When the residents get kicked out, they become angry. Who would not, especially when you have been living here all your life? The fear of dislocation is especially acute: if you look at the voters’ age profile in 2013, 66% of them were 40 or older. Sure, voter and population profiles do not coincide precisely but it is still indicative of this particular society at the ground level. This is an amazing figure especially since the median age for the whole country is about 26-27 years old. Titiwangsa, and specifically Keramat, is an old neighborhood in a young country.

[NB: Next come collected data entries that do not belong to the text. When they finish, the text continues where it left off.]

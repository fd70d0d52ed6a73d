//! Initialize the configuration directory: create ~/.opsbot and a default config file.

use anyhow::{Context, Result};
use std::path::{Path, PathBuf};

use crate::config::Config;

/// Create the config directory and write `config.json` with the defaults if it is missing.
/// An existing config file is left untouched. Returns the config directory.
pub fn init_config_dir(config_path: &Path) -> Result<PathBuf> {
    let config_dir = config_path
        .parent()
        .filter(|p| !p.as_os_str().is_empty())
        .unwrap_or_else(|| Path::new("."));
    std::fs::create_dir_all(config_dir)
        .with_context(|| format!("creating config directory {}", config_dir.display()))?;

    if !config_path.exists() {
        let default_config = serde_json::to_string_pretty(&Config::default())
            .context("serializing default config")?;
        std::fs::write(config_path, default_config)
            .with_context(|| format!("writing default config to {}", config_path.display()))?;
        log::info!("created default config at {}", config_path.display());
    } else {
        log::debug!("config already exists at {}, skipping", config_path.display());
    }

    Ok(config_dir.to_path_buf())
}

#[cfg(test)]
mod tests {
    use super::*;
    use crate::config::load_config;

    #[test]
    fn writes_loadable_defaults_once() {
        let dir = std::env::temp_dir().join(format!("opsbot-init-test-{}", uuid::Uuid::new_v4()));
        let config_path = dir.join("nested").join("config.json");

        let created = init_config_dir(&config_path).expect("init");
        assert_eq!(created, dir.join("nested"));
        let (config, _) = load_config(Some(config_path.clone())).expect("load");
        assert_eq!(config.chat.welcome_text, Config::default().chat.welcome_text);

        std::fs::write(&config_path, r#"{"chat":{"welcomeText":"custom"}}"#).expect("write");
        init_config_dir(&config_path).expect("re-init");
        let (config, _) = load_config(Some(config_path)).expect("load");
        assert_eq!(config.chat.welcome_text, "custom");

        let _ = std::fs::remove_dir_all(dir);
    }
}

And so when the unruly protesters went nuts against the Datum project in late January, tearing the zinc wall marking the boundary of the empty construction site while throwing racist claims the development would turn Keramat into a “Chinese district,” I think they were judged too harshly, especially by outsiders who make no effort to learn the context on the ground.
I do think they — the local protesters — were really protesting against the gentrification of Keramat. They saw vast development going around their home and they are not directly benefiting from it. Right or wrong, they see themselves as the victims of gentrification. Racism is a secondary issue and perhaps, was put into the mix by outsiders who know only racial politics to win a brownie point. This is not to say okay to racism, but there is a need to separate the wheat from the chaff here.
I think gentrification is the cause and not so much race because when the developer of Datum came out to share that most of the interested buyers were Bumiputras, that fact did not relax the opposition to the development one bit. They continue to oppose because it does not matter if the new buyers are Malays or Chinese, or foreigners altogether. The development pushed them out of their homes and their shops. It is they who suffer, not anybody else, regardless of race.
The only ones who were embarrassed by the revelation were Perkasa and Umno.
I am not against gentrification. I feel it is inevitable and it revitalizes the community in some ways. It signals rising affluence and it makes the gentrified neighborhood cleaner and safer. And I personally am agnostic about the Datum development.
But the losers of gentrification must be compensated well. It cannot be that they are given some pitiful pocket money and be left to beg on the street and forced to move out elsewhere farther away from the city. That would create a sense of unfairness that could give rise to other problems in the future. The benefits have to be shared equitably with the residents.
To dismiss the opposition to the Datum project as being fueled by racism and instigated by outsiders is to miss the whole point altogether.